The arm was elevated and the patient was given subcutaneous low molecular weight heparin for 3 days. He was then given intravenous unfractionated heparin followed by oral warfarin. The international normalized ratio was kept at 2.0-2.5.
The swelling reduced completely and he was discharged after 1 month. A repeat Doppler showed recanalization of thrombosed vein. Oral anticoagulants were continued for 6 months. He was advised to followed-up every 3 months in the 1 st year and then every 6 months for another 2 years.
| Discussion|| |
Deep vein thrombosis in the upper extremity is a rare but major thromboembolic complication, resulting in symptomatic, and fatal pulmonary embolism.  The underlying mechanisms of thrombosis are thought to be a venous compressive anomaly at the thoracic outlet or intimal damage due to a strain of the subclavian and axillary veins by retroversion or hyperabduction of the arm.  These movements are usually done during sport activities and deep vein thrombosis may occur in young adults with associated external compression of the vein by cervical ribs, malunited clavicle fractures, tumors, and hypertrophy of the scalene muscles. Other risk-factors described are estrogen ingestion, pregnancy, intravenous catheters, anti-neoplastic agents, and pacemakers. 
Although, early clinical recognition of UEDVT is important, diagnosis may be difficult because of its indeterminate cause and indistinct pathophysiology.
Symptoms are non-specific, vary in severity, may be position-dependent, and occasionally, the patient may be entirely asymptomatic.  Most commonly, the patient complains of initial heaviness in the affected arm, as well as a dull ache and pain of the involved limb. Other signs may include swelling of the shoulder and arm, discoloration and mottled skin, and distension of the cutaneous veins of the arm. A high index of clinical suspicion is required to detect and make a diagnosis. 
The treatment goals are to relieve the acute symptoms of venous occlusion, prevent pulmonary embolism, reduce the likelihood of recurrent thrombosis, and avoid development of post-thrombotic syndrome.  Thrombolysis and anticoagulation are the mainstay of treatment. Early diagnosis provides an opportunity for rapid venous recanalization with effective thrombolytic therapy. Suggested optimal period for thrombolytic treatment is within 6 weeks of the thrombosis.  Anticoagulants are used to prevent further deposition of the thrombus, allowing an established thrombus to stabilize, and to undergo endogenous lysis, reducing the risk of recurrent thrombosis.
Deep vein thrombosis has been reported in shoulder surgery, shoulder dislocations, and clavicle fractures. ,, In orthopedic practice, differentiation of deep vein thrombosis from skeletal injury and soft tissue injury is of paramount importance due to similar signs and symptoms produced by both.
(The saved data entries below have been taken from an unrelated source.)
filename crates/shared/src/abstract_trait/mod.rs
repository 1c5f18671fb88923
pub mod user;
use crate::errors::{ErrorResponse, ServiceError};
use axum::{
    Json,
    http::StatusCode,
    response::{IntoResponse, Response},
};
use tracing::error;

#[derive(Debug)]
pub struct AppErrorHttp(pub ServiceError);

impl AppErrorHttp {
    pub fn bad_request(message: impl Into<String>) -> Self {
        Self(ServiceError::InvalidRequest(message.into()))
    }

    pub fn status_and_message(&self) -> (StatusCode, String) {
        match &self.0 {
            ServiceError::InvalidRequest(msg) => (StatusCode::BAD_REQUEST, msg.clone()),

            ServiceError::Repo(_) => (
                StatusCode::INTERNAL_SERVER_ERROR,
                "Database error".to_string(),
            ),
        }
    }
}

impl From<ServiceError> for AppErrorHttp {
    fn from(value: ServiceError) -> Self {
        Self(value)
    }
}

impl IntoResponse for AppErrorHttp {
    fn into_response(self) -> Response {
        let (status, message) = self.status_and_message();

        if status.is_server_error() {
            error!("❌ Request failed with {status}: {:?}", self.0);
        }

        let body = Json(ErrorResponse {
            status: "error".to_string(),
            message,
        });

        (status, body).into_response()
    }
}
Moreover, the splintage given in soft tissue and bony injuries of upper extremity can easily hide the arm swelling produced by deep vein thrombosis.
Mechanism of injury in our case is not clear. The insult was of lesser magnitude to initiate thrombosis and no additional clotting abnormalities were noted. The patient did have a smoking history that might have predisposed him to venous thrombosis. Smoking has been shown to damage vascular endothelium, promote vascular thrombosis, and increase the relative risk of venous thromboembolism. Smoking more than 15 beedi/day can increase the relative risk twofold over that of age-matched non-smoking control subjects. 
Hyperabduction or stretching of the affected extremity may damage the intimal wall of the axillary or subclavian vein.  Although, such maneuvers are frequently without incident in daily life, in our patient, such a maneuver might have been sufficient to lead to thrombosis.
In conclusion, it is important to be aware of this unusual but potentially, serious complication as early diagnosis and treatment may limit morbidity and mortality. We must be aware of the symptoms of deep vein thrombosis of the upper extremity, and have a high index of suspicion as the symptoms can be easily attributed to the primary injury, resulting in failure to recognize a UEDVT.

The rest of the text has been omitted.